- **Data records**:
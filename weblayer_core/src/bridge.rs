// Copyright 2026 the Weblayer Authors
// SPDX-License-Identifier: Apache-2.0 OR MIT

//! Classifying change batches.
//!
//! Every batch drained from the change queue is classified as either
//! *structural* (the shared snapshot can no longer be trusted and a new one
//! is needed) or *patchable* (the change is copied into the current snapshot
//! and only the owning layer is rasterized again).
//!
//! Rules, in order:
//!
//! 1. A latched queue overflow is structural.
//! 2. A child-list record is structural and ends classification.
//! 3. A resize of an element whose box differs from its layer's last layout
//!    is structural.
//! 4. `input`, `change`, `focus` and `blur` on form controls are structural.
//! 5. An attribute or text record whose value actually changed is patched
//!    into the snapshot, and the nearest layer at or above its target is
//!    queued for a local refresh. A patch that cannot be applied, because no
//!    snapshot is current or the target has no counterpart, is structural.
//!
//! Local refreshes are queued on the [`REFRESH`](crate::dirty::REFRESH)
//! channel so that a layer touched by several records is refreshed once.
//! A structural result discards the queue.

use crate::dirty;
use crate::dom::{ChangeEvent, ChangeRecord, Element, LAYER_ATTRIBUTE, UID_ATTRIBUTE};
use crate::layer::{LayerId, LayerState, LayerStore};
use crate::snapshot::ClonedSnapshot;
use crate::trace::RefreshReason;

/// The outcome of classifying one batch.
#[derive(Clone, Debug, PartialEq, Eq)]
pub(crate) enum BatchDecision {
    /// Nothing relevant changed.
    Idle,
    /// Rebuild the tree from a new snapshot.
    Structural(RefreshReason),
    /// Rasterize these layers again from the current snapshot.
    Local(Vec<LayerId>),
}

/// Classifies `batch`, patching the current snapshot as it goes.
pub(crate) fn classify<E: Element>(
    batch: &[ChangeEvent<E>],
    store: &mut LayerStore<E>,
    snapshot: Option<&ClonedSnapshot<E>>,
    overflowed: bool,
) -> BatchDecision {
    let structural = if overflowed {
        Some(RefreshReason::Overflow)
    } else {
        batch
            .iter()
            .find_map(|event| classify_event(event, store, snapshot))
    };

    let queued = store.drain(dirty::REFRESH);
    match structural {
        Some(reason) => {
            if !queued.is_empty() {
                tracing::trace!(discarded = queued.len(), "local refreshes superseded");
            }
            BatchDecision::Structural(reason)
        }
        None if queued.is_empty() => BatchDecision::Idle,
        None => BatchDecision::Local(queued),
    }
}

/// Returns `Some` if the event requires a structural refresh.
fn classify_event<E: Element>(
    event: &ChangeEvent<E>,
    store: &mut LayerStore<E>,
    snapshot: Option<&ClonedSnapshot<E>>,
) -> Option<RefreshReason> {
    match event {
        ChangeEvent::Mutation(ChangeRecord::ChildList { .. }) => Some(RefreshReason::ChildList),
        ChangeEvent::Resize(element) => {
            let node = store.get(store.find_by_element(element)?)?;
            // Never laid out: the refresh that discovered it is still pending.
            if !node.laid_out {
                return None;
            }
            (element.bounding_rect() != node.bounding_rect()).then_some(RefreshReason::Resize)
        }
        ChangeEvent::Interaction { target, kind } => {
            if target.is_form_control() {
                tracing::trace!(event = kind.event_type(), "form interaction");
                Some(RefreshReason::Interaction)
            } else {
                None
            }
        }
        ChangeEvent::Mutation(record) => {
            if let ChangeRecord::Attributes { name, .. } = record
                && (name == LAYER_ATTRIBUTE || name == UID_ATTRIBUTE)
            {
                // Written by the engine itself.
                return None;
            }
            if !record.is_effective() {
                return None;
            }
            let target = record.target();
            let layer = store
                .owning_layer(target)
                .filter(|&id| store.lifecycle(id) == Some(LayerState::Active))?;
            let Some(snapshot) = snapshot else {
                return Some(RefreshReason::MissingSnapshot);
            };
            let Some(counterpart) = snapshot.counterpart_of(target) else {
                return Some(RefreshReason::MissingCounterpart);
            };
            apply_patch(record, counterpart);
            store.mark(layer, dirty::REFRESH);
            None
        }
    }
}

/// Copies the live state of the record's target onto its snapshot
/// counterpart.
pub(crate) fn apply_patch<E: Element>(record: &ChangeRecord<E>, counterpart: &E) {
    let live = record.target();
    for (name, value) in live.attributes() {
        counterpart.set_attribute(&name, &value);
    }
    if let ChangeRecord::Attributes { name, .. } = record
        && live.attribute(name).is_none()
    {
        counterpart.remove_attribute(name);
    }
    if let Some(state) = live.form_state() {
        counterpart.set_form_state(&state);
    }
    if let ChangeRecord::CharacterData { .. } = record {
        counterpart.set_own_text(&live.own_text());
    }
}

#[cfg(test)]
mod tests {
    use std::rc::Rc;

    use futures::executor::block_on;

    use super::*;
    use crate::dom::{FormState, InteractionKind};
    use crate::host::change_queue;
    use crate::raster::Rasterizer;
    use crate::snapshot::Snapshotter;
    use crate::test_support::{MockHost, MockRasterizer, TestElement, document};
    use crate::trace::Tracer;
    use crate::tree::{TreeContext, build_or_update_tree};

    struct Fixture {
        store: LayerStore<TestElement>,
        snapshot: Rc<ClonedSnapshot<TestElement>>,
        root: TestElement,
        a: TestElement,
        b: TestElement,
    }

    impl Fixture {
        fn new() -> Self {
            let doc = document();
            let root = TestElement::new("main");
            let a = TestElement::new("section")
                .with_attribute(LAYER_ATTRIBUTE, "")
                .with_attribute("title", "a");
            let b = TestElement::new("section").with_attribute(LAYER_ATTRIBUTE, "");
            doc.append_child(&root);
            root.append_child(&a);
            root.append_child(&b);
            a.append_child(&TestElement::new("p").with_text("one"));

            let host = MockHost::default();
            let (sink, _) = change_queue(8);
            let mut store = LayerStore::new();
            build_or_update_tree(&mut store, &root, &TreeContext { host: &host, sink: &sink });

            let rasterizer: Rc<dyn Rasterizer<TestElement>> = Rc::new(MockRasterizer::default());
            let snapshots = Snapshotter::new(rasterizer, Tracer::default());
            let snapshot = block_on(snapshots.get_or_create(&root)).expect("clone succeeds");
            Self {
                store,
                snapshot,
                root,
                a,
                b,
            }
        }

        fn classify(&mut self, batch: &[ChangeEvent<TestElement>]) -> BatchDecision {
            classify(batch, &mut self.store, Some(&self.snapshot), false)
        }

        fn layer(&self, el: &TestElement) -> LayerId {
            self.store.find_by_element(el).expect("element has a layer")
        }
    }

    fn set_attr(el: &TestElement, name: &str, value: &str) -> ChangeEvent<TestElement> {
        let old_value = el.attribute(name);
        el.set_attribute(name, value);
        ChangeEvent::Mutation(ChangeRecord::Attributes {
            target: el.clone(),
            name: name.to_owned(),
            old_value,
        })
    }

    #[test]
    fn child_list_is_structural() {
        let mut fx = Fixture::new();
        let touch = set_attr(&fx.a, "title", "changed");
        let batch = [
            touch,
            ChangeEvent::Mutation(ChangeRecord::ChildList {
                target: fx.root.clone(),
            }),
        ];
        assert_eq!(
            fx.classify(&batch),
            BatchDecision::Structural(RefreshReason::ChildList)
        );
        // The queued local refresh was discarded with the batch.
        let a = fx.layer(&fx.a);
        assert_eq!(fx.classify(&[]), BatchDecision::Idle);
        assert!(fx.store.is_alive(a));
    }

    #[test]
    fn attribute_change_patches_and_refreshes_owner_once() {
        let mut fx = Fixture::new();
        let leaf = fx.a.children()[0].clone();
        let batch = [
            set_attr(&fx.a, "title", "changed"),
            set_attr(&leaf, "class", "highlight"),
        ];
        let a = fx.layer(&fx.a);
        assert_eq!(fx.classify(&batch), BatchDecision::Local(vec![a]));

        let copy = fx.snapshot.counterpart_of(&fx.a).expect("indexed");
        assert_eq!(copy.attribute("title").as_deref(), Some("changed"));
        let leaf_copy = fx.snapshot.counterpart_of(&leaf).expect("indexed");
        assert_eq!(leaf_copy.attribute("class").as_deref(), Some("highlight"));
    }

    #[test]
    fn unchanged_attribute_is_ignored() {
        let mut fx = Fixture::new();
        let batch = [set_attr(&fx.a, "title", "a")];
        assert_eq!(fx.classify(&batch), BatchDecision::Idle);
    }

    #[test]
    fn engine_markers_are_ignored() {
        let mut fx = Fixture::new();
        let batch = [set_attr(&fx.b, UID_ATTRIBUTE, "wl-other")];
        assert_eq!(fx.classify(&batch), BatchDecision::Idle);
    }

    #[test]
    fn removed_attribute_is_removed_from_counterpart() {
        let mut fx = Fixture::new();
        let old_value = fx.a.attribute("title");
        fx.a.remove_attribute("title");
        let batch = [ChangeEvent::Mutation(ChangeRecord::Attributes {
            target: fx.a.clone(),
            name: "title".into(),
            old_value,
        })];
        assert!(matches!(fx.classify(&batch), BatchDecision::Local(_)));
        let copy = fx.snapshot.counterpart_of(&fx.a).expect("indexed");
        assert_eq!(copy.attribute("title"), None);
    }

    #[test]
    fn text_change_overwrites_counterpart_text() {
        let mut fx = Fixture::new();
        let para = fx.a.children()[0].clone();
        para.set_own_text("two");
        let batch = [ChangeEvent::Mutation(ChangeRecord::CharacterData {
            target: para.clone(),
            old_value: Some("one".into()),
            new_value: "two".into(),
        })];
        let a = fx.layer(&fx.a);
        assert_eq!(fx.classify(&batch), BatchDecision::Local(vec![a]));
        let copy = fx.snapshot.counterpart_of(&para).expect("indexed");
        assert_eq!(copy.own_text(), "two");
    }

    #[test]
    fn form_interaction_is_structural() {
        let mut fx = Fixture::new();
        let input = TestElement::new("input").with_form_state(FormState {
            value: Some(String::new()),
            checked: None,
        });
        let batch = [ChangeEvent::Interaction {
            target: input,
            kind: InteractionKind::Input,
        }];
        assert_eq!(
            fx.classify(&batch),
            BatchDecision::Structural(RefreshReason::Interaction)
        );

        let batch = [ChangeEvent::Interaction {
            target: fx.a.clone(),
            kind: InteractionKind::Focus,
        }];
        assert_eq!(fx.classify(&batch), BatchDecision::Idle);
    }

    #[test]
    fn resize_is_structural_only_when_box_changed() {
        let mut fx = Fixture::new();
        let a = fx.layer(&fx.a);
        let rect = fx.a.bounding_rect();
        if let Some(node) = fx.store.get_mut(a) {
            node.bounding_rect = rect;
            node.laid_out = true;
        }
        assert_eq!(fx.classify(&[ChangeEvent::Resize(fx.a.clone())]), BatchDecision::Idle);

        fx.a.set_rect(kurbo::Rect::new(0.0, 0.0, 10.0, 10.0));
        assert_eq!(
            fx.classify(&[ChangeEvent::Resize(fx.a.clone())]),
            BatchDecision::Structural(RefreshReason::Resize)
        );
    }

    #[test]
    fn resize_before_first_layout_is_ignored() {
        let mut fx = Fixture::new();
        fx.a.set_rect(kurbo::Rect::new(0.0, 0.0, 10.0, 10.0));
        assert_eq!(fx.classify(&[ChangeEvent::Resize(fx.a.clone())]), BatchDecision::Idle);
    }

    #[test]
    fn patch_without_snapshot_escalates() {
        let mut fx = Fixture::new();
        let batch = [set_attr(&fx.a, "title", "changed")];
        assert_eq!(
            classify(&batch, &mut fx.store, None, false),
            BatchDecision::Structural(RefreshReason::MissingSnapshot)
        );
    }

    #[test]
    fn target_missing_from_snapshot_escalates() {
        let mut fx = Fixture::new();
        // Tagged after the snapshot was taken.
        let late = TestElement::new("span");
        fx.b.append_child(&late);
        crate::tagger::ensure_uid(&late);
        let batch = [set_attr(&late, "title", "x")];
        assert_eq!(
            fx.classify(&batch),
            BatchDecision::Structural(RefreshReason::MissingCounterpart)
        );
    }

    #[test]
    fn overflow_is_structural() {
        let mut fx = Fixture::new();
        assert_eq!(
            classify(&[], &mut fx.store, Some(&fx.snapshot), true),
            BatchDecision::Structural(RefreshReason::Overflow)
        );
    }

    #[test]
    fn target_outside_layers_is_ignored() {
        let mut fx = Fixture::new();
        let stray = TestElement::new("div");
        let batch = [set_attr(&stray, "title", "x")];
        assert_eq!(fx.classify(&batch), BatchDecision::Idle);
    }
}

- **Exercise goal**: Using the records above, find and show each line with the string "sink".

- **Written solution**:
            let (sink, _) = change_queue(8);
            build_or_update_tree(&mut store, &root, &TreeContext { host: &host, sink: &sink });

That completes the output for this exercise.